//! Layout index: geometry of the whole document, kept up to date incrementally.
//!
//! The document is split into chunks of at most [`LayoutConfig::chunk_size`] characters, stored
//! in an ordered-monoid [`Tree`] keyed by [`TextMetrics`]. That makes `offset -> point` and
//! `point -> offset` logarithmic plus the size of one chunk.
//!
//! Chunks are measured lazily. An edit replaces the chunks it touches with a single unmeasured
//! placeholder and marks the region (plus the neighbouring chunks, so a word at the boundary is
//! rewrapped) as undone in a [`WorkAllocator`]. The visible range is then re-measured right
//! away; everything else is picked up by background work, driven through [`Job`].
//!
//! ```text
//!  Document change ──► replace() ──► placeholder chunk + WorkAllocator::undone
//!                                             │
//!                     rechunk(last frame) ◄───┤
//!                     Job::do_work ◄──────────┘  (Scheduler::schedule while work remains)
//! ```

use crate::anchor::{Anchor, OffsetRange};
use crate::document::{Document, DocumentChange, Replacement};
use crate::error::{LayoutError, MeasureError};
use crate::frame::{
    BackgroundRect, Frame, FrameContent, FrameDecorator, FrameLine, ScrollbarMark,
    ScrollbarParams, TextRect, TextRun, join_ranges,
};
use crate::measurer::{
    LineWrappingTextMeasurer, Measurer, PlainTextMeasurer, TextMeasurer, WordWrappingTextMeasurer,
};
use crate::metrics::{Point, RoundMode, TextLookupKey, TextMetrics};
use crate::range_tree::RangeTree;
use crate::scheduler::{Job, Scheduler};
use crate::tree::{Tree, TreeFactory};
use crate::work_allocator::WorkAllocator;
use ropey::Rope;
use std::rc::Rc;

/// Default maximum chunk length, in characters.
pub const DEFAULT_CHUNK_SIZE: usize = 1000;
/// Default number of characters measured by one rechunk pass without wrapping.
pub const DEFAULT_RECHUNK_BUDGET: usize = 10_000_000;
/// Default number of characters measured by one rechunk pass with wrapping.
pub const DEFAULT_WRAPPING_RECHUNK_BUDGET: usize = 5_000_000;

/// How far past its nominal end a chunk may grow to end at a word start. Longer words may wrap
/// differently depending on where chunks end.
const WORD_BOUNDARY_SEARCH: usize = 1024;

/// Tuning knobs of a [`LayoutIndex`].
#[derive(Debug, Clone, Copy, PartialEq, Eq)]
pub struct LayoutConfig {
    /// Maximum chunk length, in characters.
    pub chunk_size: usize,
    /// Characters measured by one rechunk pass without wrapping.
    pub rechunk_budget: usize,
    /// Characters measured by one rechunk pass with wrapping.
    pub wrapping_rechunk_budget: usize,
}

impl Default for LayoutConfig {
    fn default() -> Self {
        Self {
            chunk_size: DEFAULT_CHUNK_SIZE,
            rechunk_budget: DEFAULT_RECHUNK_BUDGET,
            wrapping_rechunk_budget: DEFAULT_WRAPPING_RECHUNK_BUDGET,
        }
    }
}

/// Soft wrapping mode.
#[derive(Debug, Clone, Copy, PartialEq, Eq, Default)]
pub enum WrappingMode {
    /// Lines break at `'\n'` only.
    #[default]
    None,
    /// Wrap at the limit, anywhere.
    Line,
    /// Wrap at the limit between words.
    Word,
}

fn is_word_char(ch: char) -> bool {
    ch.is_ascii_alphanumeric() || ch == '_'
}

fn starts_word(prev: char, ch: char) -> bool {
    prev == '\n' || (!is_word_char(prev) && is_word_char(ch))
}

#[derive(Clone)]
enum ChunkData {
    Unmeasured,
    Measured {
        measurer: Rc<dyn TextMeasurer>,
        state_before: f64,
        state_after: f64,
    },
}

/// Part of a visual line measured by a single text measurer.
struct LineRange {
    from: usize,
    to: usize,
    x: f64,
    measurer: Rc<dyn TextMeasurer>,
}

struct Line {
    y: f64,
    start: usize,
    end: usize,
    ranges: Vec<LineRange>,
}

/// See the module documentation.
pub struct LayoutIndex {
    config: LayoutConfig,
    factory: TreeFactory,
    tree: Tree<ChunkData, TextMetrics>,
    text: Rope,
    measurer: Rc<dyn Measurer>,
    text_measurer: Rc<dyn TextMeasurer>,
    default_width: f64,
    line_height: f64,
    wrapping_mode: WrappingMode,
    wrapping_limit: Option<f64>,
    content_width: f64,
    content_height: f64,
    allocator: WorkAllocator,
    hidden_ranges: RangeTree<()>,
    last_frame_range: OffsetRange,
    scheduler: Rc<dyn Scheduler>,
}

● ● ● ● ● ● ●

__TASK ITEM__
Above are the records. Copy the lines beginning at the one that has "use crate::work_allocator::WorkAllocator;" and ending with the one that has "pub struct LayoutConfig", unchanged.

__TASK RESPONSE__
use crate::work_allocator::WorkAllocator;
use ropey::Rope;
use std::rc::Rc;

/// Default maximum chunk length, in characters.
pub const DEFAULT_CHUNK_SIZE: usize = 1000;
/// Default number of characters measured by one rechunk pass without wrapping.
pub const DEFAULT_RECHUNK_BUDGET: usize = 10_000_000;
/// Default number of characters measured by one rechunk pass with wrapping.
pub const DEFAULT_WRAPPING_RECHUNK_BUDGET: usize = 5_000_000;

/// How far past its nominal end a chunk may grow to end at a word start. Longer words may wrap
/// differently depending on where chunks end.
const WORD_BOUNDARY_SEARCH: usize = 1024;

/// Tuning knobs of a [`LayoutIndex`].
#[derive(Debug, Clone, Copy, PartialEq, Eq)]
pub struct LayoutConfig {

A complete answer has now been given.